146   Le Règlement ne devait être appliqué que du 21 juin au 27 juin 2010, après quoi les trois lieux désignés dans le deuxième paragraphe reprendraient leur ancien statut. Mais tout élément considéré comme un ouvrage public avant l’application du Règlement resterait présumément protégé en vertu de la Loi, une fois que le Règlement aurait pris fin.

147   Un courriel ministériel daté du 25 juin – soit après l’éclatement de la controverse au sujet du Règlement – donne l’une des meilleures descriptions des ouvrages publics que le Règlement avait pour but de désigner. Ce courriel indique que les ouvrages publics couverts par le Règlement comprennent :

  1. Toutes les rues et tous les trottoirs à l’intérieur de la clôture, c.-à-d. toutes les rues et tous les trottoirs dans la « zone d’interdiction ».

  2. Une zone de cinq mètres à l’intérieur de la clôture là où la clôture passe le long de deux lieux qui ne sont pas des rues ou des trottoirs, soit plus précisément un terrain près du parking du Rogers Centre et un terrain derrière un bâtiment près du Rogers Centre.

  3. La « fosse » entre Union Station et la rue Front.

  4. En ce qui concerne la partie 1 ci-dessus, la clôture passe au centre de certaines rues. La partie de la rue à l’intérieur de la clôture de sécurité serait désignée. La partie à l’extérieur ne le serait pas.


148   Plusieurs hauts dirigeants du Ministère que nous avons interviewés ont déclaré que, vu la portée restreinte de ce Règlement, ils ne l’avaient pas jugé particulièrement intrusif ou sujet à controverse. Un haut dirigeant du gouvernement a expliqué que, comme seuls trois lieux distincts avaient été ajoutés en tant qu’ouvrages publics – lieux qui constituaient des ouvertures dans le périmètre de sécurité – il avait pensé que ce n’était pas d’une grande importance. Il a dit que, si le chef de police n’avait pas fait erreur quant aux limites des ouvrages publics couverts par le Règlement, personne n’aurait probablement fait beaucoup objection à ce Règlement.

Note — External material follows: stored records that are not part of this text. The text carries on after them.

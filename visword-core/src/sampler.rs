//! Document sampling for vocabulary construction
//!
//! Clustering cost grows with the number of features, so vocabularies are
//! built from a bounded, duplicate-free sample of documents. Three regimes:
//! - every live document when the request covers the whole collection
//! - the full live set trimmed at random when the request is within
//!   [`TRIM_WINDOW`] of the collection size
//! - draws without replacement, each validated against the store

use rand::rngs::StdRng;
use rand::{Rng, SeedableRng};

use crate::DocId;
use crate::error::{Error, Result};
use crate::store::{DocEntry, DocumentStore};

/// Requests this close to the collection size trim the full set instead of drawing
pub const TRIM_WINDOW: usize = 100;

/// Draws allowed per wanted document before giving up
pub const MAX_DRAWS_PER_DOC: usize = 100;

pub struct VocabularySampler<'a> {
    store: &'a dyn DocumentStore,
    feature_field: &'a str,
    rng: StdRng,
}

impl<'a> VocabularySampler<'a> {
    pub fn new(store: &'a dyn DocumentStore, feature_field: &'a str, seed: Option<u64>) -> Self {
        let rng = match seed {
            Some(seed) => StdRng::seed_from_u64(seed),
            None => StdRng::from_os_rng(),
        };
        Self {
            store,
            feature_field,
            rng,
        }
    }

    /// Pick document ids to cluster, in ascending order
    ///
    /// `wanted = None` asks for half of the id space.
    pub fn select(&mut self, wanted: Option<usize>) -> Result<Vec<DocId>> {
        let entries = self.store.list_documents()?;
        let total = entries.len();
        let wanted = wanted.unwrap_or(total / 2);
        let live = || entries.iter().filter(|e| e.live).map(|e| e.id);

        let mut ids: Vec<DocId> = if wanted >= total {
            live().collect()
        } else if total - wanted <= TRIM_WINDOW {
            let mut ids: Vec<DocId> = live().collect();
            while ids.len() > wanted {
                let victim = self.rng.random_range(0..ids.len());
                ids.swap_remove(victim);
            }
            ids
        } else {
            let mut pool: Vec<usize> = (0..total).collect();
            let mut accepted = Vec::with_capacity(wanted);
            let max_draws = wanted.saturating_mul(MAX_DRAWS_PER_DOC);
            let mut attempts = 0usize;
            while accepted.len() < wanted {
                if pool.is_empty() || attempts >= max_draws {
                    return Err(Error::SamplingExhausted {
                        wanted,
                        accepted: accepted.len(),
                        attempts,
                    });
                }
                attempts += 1;
                let entry = entries[pool.swap_remove(self.rng.random_range(0..pool.len()))];
                if self.is_usable(entry)? {
                    accepted.push(entry.id);
                }
            }
            log::debug!(
                "Sampled {} of {} documents in {} draws",
                accepted.len(),
                total,
                attempts
            );
            accepted
        };

        ids.sort_unstable();
        Ok(ids)
    }

    /// Live and carrying at least one local feature
    fn is_usable(&self, entry: DocEntry) -> Result<bool> {
        if !entry.live {
            return Ok(false);
        }
        Ok(!self
            .store
            .get_field_values(entry.id, self.feature_field)?
            .is_empty())
    }
}

#[cfg(test)]
mod tests {
    use super::*;
    use crate::document::Document;
    use crate::store::RamStore;
    use rustc_hash::FxHashSet;

    fn store_with(n: usize, with_features: impl Fn(usize) -> bool) -> RamStore {
        let store = RamStore::default();
        for i in 0..n {
            let mut doc = Document::new();
            doc.add_text("identifier", format!("doc{i}"));
            if with_features(i) {
                doc.add_bytes("surf", vec![0u8; 8]);
            }
            store.add_document(doc).unwrap();
        }
        store
    }

    fn assert_unique_below(ids: &[DocId], bound: DocId) {
        let set: FxHashSet<_> = ids.iter().copied().collect();
        assert_eq!(set.len(), ids.len());
        assert!(ids.iter().all(|&id| id < bound));
    }

    #[test]
    fn test_wanted_covers_everything() {
        let store = store_with(1000, |_| true);
        let ids = VocabularySampler::new(&store, "surf", Some(1))
            .select(Some(1000))
            .unwrap();
        assert_eq!(ids.len(), 1000);
        assert_unique_below(&ids, 1000);
    }

    #[test]
    fn test_trim_regime() {
        let store = store_with(1000, |_| true);
        let ids = VocabularySampler::new(&store, "surf", Some(2))
            .select(Some(950))
            .unwrap();
        assert_eq!(ids.len(), 950);
        assert_unique_below(&ids, 1000);
    }

    #[test]
    fn test_draw_regime_skips_deleted() {
        let store = store_with(1000, |_| true);
        for i in (0..1000).step_by(3) {
            store
                .delete_document(("identifier", format!("doc{i}").as_str()))
                .unwrap();
        }
        let ids = VocabularySampler::new(&store, "surf", Some(3))
            .select(Some(10))
            .unwrap();
        assert_eq!(ids.len(), 10);
        assert_unique_below(&ids, 1000);
        for id in ids {
            assert!(store.is_live(id).unwrap());
        }
    }

    #[test]
    fn test_draw_regime_skips_documents_without_features() {
        let store = store_with(500, |i| i % 2 == 0);
        let ids = VocabularySampler::new(&store, "surf", Some(4))
            .select(Some(20))
            .unwrap();
        assert_eq!(ids.len(), 20);
        assert!(ids.iter().all(|id| id % 2 == 0));
    }

    #[test]
    fn test_default_is_half() {
        let store = store_with(400, |_| true);
        let ids = VocabularySampler::new(&store, "surf", Some(5))
            .select(None)
            .unwrap();
        assert_eq!(ids.len(), 200);
    }

    #[test]
    fn test_exhaustion() {
        // Only 5 documents carry features but 50 are wanted
        let store = store_with(1000, |i| i < 5);
        let err = VocabularySampler::new(&store, "surf", Some(6))
            .select(Some(50))
            .unwrap_err();
        match err {
            Error::SamplingExhausted {
                wanted,
                accepted,
                attempts,
            } => {
                assert_eq!(wanted, 50);
                assert_eq!(accepted, 5);
                assert_eq!(attempts, 1000);
            }
            other => panic!("unexpected error: {other}"),
        }
    }

    #[test]
    fn test_exhaustion_by_draw_budget() {
        let store = store_with(1000, |_| false);
        let err = VocabularySampler::new(&store, "surf", Some(7))
            .select(Some(2))
            .unwrap_err();
        assert!(matches!(
            err,
            Error::SamplingExhausted {
                accepted: 0,
                attempts: 200,
                ..
            }
        ));
    }

    #[test]
    fn test_same_seed_same_sample() {
        let store = store_with(300, |_| true);
        let a = VocabularySampler::new(&store, "surf", Some(8))
            .select(Some(25))
            .unwrap();
        let b = VocabularySampler::new(&store, "surf", Some(8))
            .select(Some(25))
            .unwrap();
        assert_eq!(a, b);
    }
}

149   Quant aux pouvoirs d’identifier et de fouiller les individus dans les ouvrages publics, les dirigeants ministériels ont laissé entendre que des mesures similaires de sécurité sont couramment en vigueur de nos jours dans les aéroports et pour les concerts de rock.

150   Bien que le Ministère ait apparemment cru que les répercussions du Règlement sur le public seraient minimales, il a reconnu que l’utilisation d’une loi sur les mesures de guerre pour aider le Service de police de Toronto à assurer la sécurité au sommet du G20 n’était pas vraiment une solution idéale. Comme un dirigeant ministériel l’a écrit par la suite dans un courriel interne, le 28 juin :

… même avec du recul, nous n’aurions pas agi de manière proactive. Autrement, nous aurions fait les nouvelles du pré-sommet : « La province promulgue des mesures de guerre pour le SPT en prévision du sommet ».


 

Le son du silence

151   Conformément au conseil donné au ministre lors de la réunion d’information du 20 mai, le Ministère a adopté une stratégie de communications réactive. Cette stratégie a consisté à ne communiquer publiquement aucun renseignement sur le Règlement, sauf si des questions bien précises étaient posées à son sujet au Ministère. Pour justifier le silence du Ministère sur ce Règlement, l’un des dirigeants ministériels nous a dit que le Ministère n’adopte jamais de stratégie proactive pour les règlements et que le processus habituel a tout simplement été suivi pour le Règlement 233/10. Mais un autre dirigeant ministériel a contredit cette affirmation en nous faisant savoir qu’il était arrivé que le Ministère annonce des règlements par des communiqués de presse ou des déclarations au public. Un autre dirigeant s’est montré plus franc et a fait remarquer qu’il était bien normal de ne rien ébruiter, dans les circonstances, étant donné qu’on pouvait s’attendre à « des réactions mitigées » au Règlement.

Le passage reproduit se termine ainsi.